A Topographical Dictionary of Ireland described Lake Park in 1837 as "the admired residence of Gerard Macklin Esq . . . formerly a wild and barren spot, which has been reclaimed and formed into a handsome demesne commanding fine views of Lough Dan and the adjacent mountains".

Garden design

Like others before him, Richard Murphy turned from poetry to farming during the couple of years he lived there.

The current owner also put a lot of effort (and some €1.5 million) into restoring the house and gardens, planting 10,000 trees, including specimen trees and shrubs, and hiring garden designer Daphne Levinge Shackleton to restore a large walled garden which had contained only an abandoned vehicle.

Lake Park is at its handsome best on a sunny May afternoon. The pretty Georgian lodge facing a glossy green lawn is surrounded by parkland that includes forests of beech and oak, the walled garden, stables, a paddock and woodland paths leading down to Lough Dan, where you can swim, fish or boat in near-total privacy.

From outside, the roughly 743sq m (8,000sq ft) house looks much as it must have in 1835.

The single-storey Georgian lodge and two-storey Victorian extension, with outbuildings surrounding a courtyard at the rear, seem largely unchanged.

But it has been pretty seamlessly refurbished to restore traditional period features while adding very modern comforts.

One of the biggest changes is the addition of an orangerie – a very posh conservatory – at one side of the house that has excellent views of the gardens and Wicklow Mountains. (There are no views of Lough Dan from the house.)

Inside, two reception rooms on either side of the newly tiled front hall have been restored.

Bay windows with working shutters have been completely repaired here and throughout the house.

Victorian extension

The hall leads to the Victorian extension where the floor of the second storey has been removed to create an open-plan space with a very high arched ceiling that runs the width of the house.

There’s a lounge/ familyroom with a large wood-burning stove at one end; while at the other end there is a rustic-chic kitchen with a long refectory table, marble-topped counters and a glossy blue Aga.

There is also a Gothic-arched glazed door leading into the orangerie.

The buildings that surround the stone-floored courtyard with a pond in the middle have been converted into very stylish modern accommodation.

It includes a guest wing with three bedrooms and a bathroom; a huge studio/games room opening through large glazed doors on to the birch forest at the back of the house; a main en suite bedroom with a livingroom and a wall of floor-to-ceiling windows/doors opening on to a Japanese garden at the side and two more en suite bedrooms.

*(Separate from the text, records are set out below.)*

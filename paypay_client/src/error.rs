use thiserror::Error;

#[derive(Debug, Clone, Error)]
pub enum PayPayApiError {
    #[error("Could not initialize the PayPay client. {0}")]
    Initialization(String),
    #[error("Could not reach the PayPay API. {0}")]
    Transport(String),
    #[error("The PayPay API returned HTTP {status}. {message}")]
    HttpStatus { status: u16, message: String },
    #[error("The PayPay API rejected the request ({code}). {message}")]
    Api { code: String, message: String },
    #[error("Could not interpret the PayPay response. {0}")]
    ResponseFormat(String),
}

impl PayPayApiError {
    /// True when a retry on a later cycle can plausibly succeed. 4xx-class and explicit API rejections are
    /// permanent; everything else is treated as a provider hiccup.
    pub fn is_transient(&self) -> bool {
        match self {
            PayPayApiError::Transport(_) | PayPayApiError::ResponseFormat(_) => true,
            PayPayApiError::HttpStatus { status, .. } => *status >= 500,
            PayPayApiError::Initialization(_) | PayPayApiError::Api { .. } => false,
        }
    }
}
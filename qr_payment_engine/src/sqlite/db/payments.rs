use chrono::{DateTime, Utc};
use log::debug;
use sqlx::SqliteConnection;

use crate::{
    db_types::{NewPaymentRecord, NewPaymentRequest, PaymentRequest, PaymentStatus, RequestId},
    traits::PaymentStoreError,
};

/// Inserts a new payment request in the `PENDING` state. The UNIQUE constraint on `request_id` is what enforces the
/// duplicate guard, so two racing inserts resolve in the database, not in application code.
pub async fn insert_payment(
    payment: NewPaymentRecord,
    conn: &mut SqliteConnection,
) -> Result<PaymentRequest, PaymentStoreError> {
    let NewPaymentRecord { request, provider_reference, expires_at } = payment;
    let NewPaymentRequest { request_id, amount, currency, tender, terminal_id } = request;
    let now = Utc::now();
    let inserted = sqlx::query_as::<_, PaymentRequest>(
        r#"
            INSERT INTO payments (
                request_id,
                amount,
                currency,
                tender,
                terminal_id,
                status,
                provider_reference,
                created_at,
                expires_at,
                updated_at
            ) VALUES ($1, $2, $3, $4, $5, 'PENDING', $6, $7, $8, $7)
            RETURNING *;
        "#,
    )
    .bind(request_id.as_str())
    .bind(amount)
    .bind(currency)
    .bind(tender)
    .bind(terminal_id)
    .bind(provider_reference)
    .bind(now)
    .bind(expires_at)
    .fetch_one(conn)
    .await
    .map_err(|e| match &e {
        sqlx::Error::Database(de) if de.is_unique_violation() => PaymentStoreError::DuplicateRequest(request_id.clone()),
        _ => PaymentStoreError::from(e),
    })?;
    debug!("🗃️ Payment [{}] inserted with id {}", inserted.request_id, inserted.id);
    Ok(inserted)
}

pub async fn fetch_payment_by_request_id(
    request_id: &RequestId,
    conn: &mut SqliteConnection,
) -> Result<Option<PaymentRequest>, sqlx::Error> {
    let payment = sqlx::query_as("SELECT * FROM payments WHERE request_id = $1")
        .bind(request_id.as_str())
        .fetch_optional(conn)
        .await?;
    Ok(payment)
}

/// All `PENDING` payments that have not passed their deadline at `now`, oldest first.
pub async fn fetch_pending_payments(
    now: DateTime<Utc>,
    conn: &mut SqliteConnection,
) -> Result<Vec<PaymentRequest>, sqlx::Error> {
    let payments =
        sqlx::query_as("SELECT * FROM payments WHERE status = 'PENDING' AND expires_at > $1 ORDER BY created_at ASC")
            .bind(now)
            .fetch_all(conn)
            .await?;
    Ok(payments)
}

/// The compare-and-set at the heart of the state machine: the UPDATE only matches when the record is still
/// `PENDING`, so of two concurrent terminal transitions exactly one row is written. `None` means the precondition
/// failed — the record was already terminal, or never existed.
pub async fn finalize_payment(
    request_id: &RequestId,
    status: PaymentStatus,
    txn_id: Option<&str>,
    conn: &mut SqliteConnection,
) -> Result<Option<PaymentRequest>, sqlx::Error> {
    let updated = sqlx::query_as::<_, PaymentRequest>(
        r#"
            UPDATE payments
            SET status = $1, provider_txn_id = $2, updated_at = $3
            WHERE request_id = $4 AND status = 'PENDING'
            RETURNING *;
        "#,
    )
    .bind(status)
    .bind(txn_id)
    .bind(Utc::now())
    .bind(request_id.as_str())
    .fetch_optional(conn)
    .await?;
    if let Some(payment) = &updated {
        debug!("🗃️ Payment [{}] is now {}", payment.request_id, payment.status);
    }
    Ok(updated)
}

/// Expires every `PENDING` payment whose deadline has passed at `now`, in one statement. The status guard makes the
/// sweep idempotent and safe against a concurrent lazy expiry or provider-driven transition.
pub async fn expire_overdue_payments(
    now: DateTime<Utc>,
    conn: &mut SqliteConnection,
) -> Result<Vec<PaymentRequest>, sqlx::Error> {
    let expired = sqlx::query_as::<_, PaymentRequest>(
        r#"
            UPDATE payments
            SET status = 'EXPIRED', updated_at = $1
            WHERE status = 'PENDING' AND expires_at <= $1
            RETURNING *;
        "#,
    )
    .bind(now)
    .fetch_all(conn)
    .await?;
    Ok(expired)
}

In all, there are six bedrooms and four fully tiled very smart bathrooms in the house.

A full-time gardener lives at Lake Park to maintain the grounds: the meticulously restored one-acre walled garden has fruit trees, herbaceous borders and a glasshouse growing fruit that includes peaches, grapes and cherries.

Down at the lake, the owner has part-restored a stone mooring from where there’s a good view of the scout centre across the lake and beautiful views up to the end of Lough Dan.

From here there’s a walk leading to Lough Tay on nearby Luggala Estate.